Retyping the records exactly is the whole task.

Data records:
Start of Block

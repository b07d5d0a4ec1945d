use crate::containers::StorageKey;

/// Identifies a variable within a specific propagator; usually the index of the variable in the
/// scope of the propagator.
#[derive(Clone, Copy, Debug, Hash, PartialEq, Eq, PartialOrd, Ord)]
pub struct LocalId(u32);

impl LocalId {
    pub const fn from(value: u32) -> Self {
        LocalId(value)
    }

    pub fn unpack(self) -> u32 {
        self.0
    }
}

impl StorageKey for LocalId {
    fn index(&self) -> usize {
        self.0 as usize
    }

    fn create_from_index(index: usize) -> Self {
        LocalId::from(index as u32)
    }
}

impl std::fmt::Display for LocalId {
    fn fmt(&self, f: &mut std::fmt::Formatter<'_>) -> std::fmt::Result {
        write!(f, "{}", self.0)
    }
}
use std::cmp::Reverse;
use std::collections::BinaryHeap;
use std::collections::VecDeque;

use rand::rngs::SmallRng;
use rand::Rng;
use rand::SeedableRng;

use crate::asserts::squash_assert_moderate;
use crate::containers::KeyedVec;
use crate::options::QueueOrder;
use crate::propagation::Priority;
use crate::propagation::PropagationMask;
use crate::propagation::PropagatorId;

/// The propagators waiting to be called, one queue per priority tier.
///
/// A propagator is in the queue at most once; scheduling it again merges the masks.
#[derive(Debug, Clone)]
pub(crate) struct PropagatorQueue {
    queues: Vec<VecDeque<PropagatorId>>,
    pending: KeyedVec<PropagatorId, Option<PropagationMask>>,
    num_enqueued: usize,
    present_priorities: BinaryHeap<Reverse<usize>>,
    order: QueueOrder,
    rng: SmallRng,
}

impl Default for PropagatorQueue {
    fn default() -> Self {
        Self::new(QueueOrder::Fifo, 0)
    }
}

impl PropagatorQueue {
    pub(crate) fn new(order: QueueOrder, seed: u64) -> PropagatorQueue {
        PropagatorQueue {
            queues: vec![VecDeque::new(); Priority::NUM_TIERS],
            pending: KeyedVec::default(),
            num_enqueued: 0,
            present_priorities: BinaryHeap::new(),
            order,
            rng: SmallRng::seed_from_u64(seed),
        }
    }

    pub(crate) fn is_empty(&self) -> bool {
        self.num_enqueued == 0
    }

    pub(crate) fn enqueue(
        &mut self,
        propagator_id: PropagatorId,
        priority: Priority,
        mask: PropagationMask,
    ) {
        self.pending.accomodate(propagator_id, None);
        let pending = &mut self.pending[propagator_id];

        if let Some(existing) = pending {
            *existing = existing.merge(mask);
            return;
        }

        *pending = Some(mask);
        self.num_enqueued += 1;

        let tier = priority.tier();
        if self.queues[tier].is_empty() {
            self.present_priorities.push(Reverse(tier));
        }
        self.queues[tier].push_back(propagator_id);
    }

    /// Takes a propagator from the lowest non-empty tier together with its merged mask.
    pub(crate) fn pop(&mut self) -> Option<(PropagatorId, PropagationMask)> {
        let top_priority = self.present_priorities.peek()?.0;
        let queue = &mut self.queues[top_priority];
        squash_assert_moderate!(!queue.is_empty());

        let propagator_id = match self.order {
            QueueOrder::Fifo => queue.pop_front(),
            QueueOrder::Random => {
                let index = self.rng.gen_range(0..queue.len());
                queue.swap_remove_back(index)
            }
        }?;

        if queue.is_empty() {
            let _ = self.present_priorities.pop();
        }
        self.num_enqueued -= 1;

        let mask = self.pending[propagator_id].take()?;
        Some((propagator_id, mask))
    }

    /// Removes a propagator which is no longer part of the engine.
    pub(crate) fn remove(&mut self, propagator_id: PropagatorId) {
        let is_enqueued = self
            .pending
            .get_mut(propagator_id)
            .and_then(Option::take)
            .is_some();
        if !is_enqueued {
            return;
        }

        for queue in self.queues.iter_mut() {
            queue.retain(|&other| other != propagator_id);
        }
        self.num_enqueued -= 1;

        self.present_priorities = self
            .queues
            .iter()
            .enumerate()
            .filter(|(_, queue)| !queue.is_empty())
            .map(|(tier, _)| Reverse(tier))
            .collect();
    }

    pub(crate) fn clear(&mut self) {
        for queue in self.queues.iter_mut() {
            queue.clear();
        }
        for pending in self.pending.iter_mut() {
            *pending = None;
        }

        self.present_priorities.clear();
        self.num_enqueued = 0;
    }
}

End of Block

Response area:
repository b07d5d0a4ec1945d
use crate::containers::StorageKey;

/// Identifies a variable within a specific propagator; usually the index of the variable in the
/// scope of the propagator.
#[derive(Clone, Copy, Debug, Hash, PartialEq, Eq, PartialOrd, Ord)]
pub struct LocalId(u32);

impl LocalId {
    pub const fn from(value: u32) -> Self {
        LocalId(value)
    }

    pub fn unpack(self) -> u32 {
        self.0
    }
}

impl StorageKey for LocalId {
    fn index(&self) -> usize {
        self.0 as usize
    }

    fn create_from_index(index: usize) -> Self {
        LocalId::from(index as u32)
    }
}

impl std::fmt::Display for LocalId {
    fn fmt(&self, f: &mut std::fmt::Formatter<'_>) -> std::fmt::Result {
        write!(f, "{}", self.0)
    }
}
use std::cmp::Reverse;
use std::collections::BinaryHeap;
use std::collections::VecDeque;

use rand::rngs::SmallRng;
use rand::Rng;
use rand::SeedableRng;

use crate::asserts::squash_assert_moderate;
use crate::containers::KeyedVec;
use crate::options::QueueOrder;
use crate::propagation::Priority;
use crate::propagation::PropagationMask;
use crate::propagation::PropagatorId;

/// The propagators waiting to be called, one queue per priority tier.
///
/// A propagator is in the queue at most once; scheduling it again merges the masks.
#[derive(Debug, Clone)]
pub(crate) struct PropagatorQueue {
    queues: Vec<VecDeque<PropagatorId>>,
    pending: KeyedVec<PropagatorId, Option<PropagationMask>>,
    num_enqueued: usize,
    present_priorities: BinaryHeap<Reverse<usize>>,
    order: QueueOrder,
    rng: SmallRng,
}

impl Default for PropagatorQueue {
    fn default() -> Self {
        Self::new(QueueOrder::Fifo, 0)
    }
}

impl PropagatorQueue {
    pub(crate) fn new(order: QueueOrder, seed: u64) -> PropagatorQueue {
        PropagatorQueue {
            queues: vec![VecDeque::new(); Priority::NUM_TIERS],
            pending: KeyedVec::default(),
            num_enqueued: 0,
            present_priorities: BinaryHeap::new(),
            order,
            rng: SmallRng::seed_from_u64(seed),
        }
    }

    pub(crate) fn is_empty(&self) -> bool {
        self.num_enqueued == 0
    }

    pub(crate) fn enqueue(
        &mut self,
        propagator_id: PropagatorId,
        priority: Priority,
        mask: PropagationMask,
    ) {
        self.pending.accomodate(propagator_id, None);
        let pending = &mut self.pending[propagator_id];

        if let Some(existing) = pending {
            *existing = existing.merge(mask);
            return;
        }

        *pending = Some(mask);
        self.num_enqueued += 1;

        let tier = priority.tier();
        if self.queues[tier].is_empty() {
            self.present_priorities.push(Reverse(tier));
        }
        self.queues[tier].push_back(propagator_id);
    }

    /// Takes a propagator from the lowest non-empty tier together with its merged mask.
    pub(crate) fn pop(&mut self) -> Option<(PropagatorId, PropagationMask)> {
        let top_priority = self.present_priorities.peek()?.0;
        let queue = &mut self.queues[top_priority];
        squash_assert_moderate!(!queue.is_empty());

        let propagator_id = match self.order {
            QueueOrder::Fifo => queue.pop_front(),
            QueueOrder::Random => {
                let index = self.rng.gen_range(0..queue.len());
                queue.swap_remove_back(index)
            }
        }?;

        if queue.is_empty() {
            let _ = self.present_priorities.pop();
        }
        self.num_enqueued -= 1;

        let mask = self.pending[propagator_id].take()?;
        Some((propagator_id, mask))
    }

    /// Removes a propagator which is no longer part of the engine.
    pub(crate) fn remove(&mut self, propagator_id: PropagatorId) {
        let is_enqueued = self
            .pending
            .get_mut(propagator_id)
            .and_then(Option::take)
            .is_some();
        if !is_enqueued {
            return;
        }

        for queue in self.queues.iter_mut() {
            queue.retain(|&other| other != propagator_id);
        }
        self.num_enqueued -= 1;

        self.present_priorities = self
            .queues
            .iter()
            .enumerate()
            .filter(|(_, queue)| !queue.is_empty())
            .map(|(tier, _)| Reverse(tier))
            .collect();
    }

    pub(crate) fn clear(&mut self) {
        for queue in self.queues.iter_mut() {
            queue.clear();
        }
        for pending in self.pending.iter_mut() {
            *pending = None;
        }

        self.present_priorities.clear();
        self.num_enqueued = 0;
    }
}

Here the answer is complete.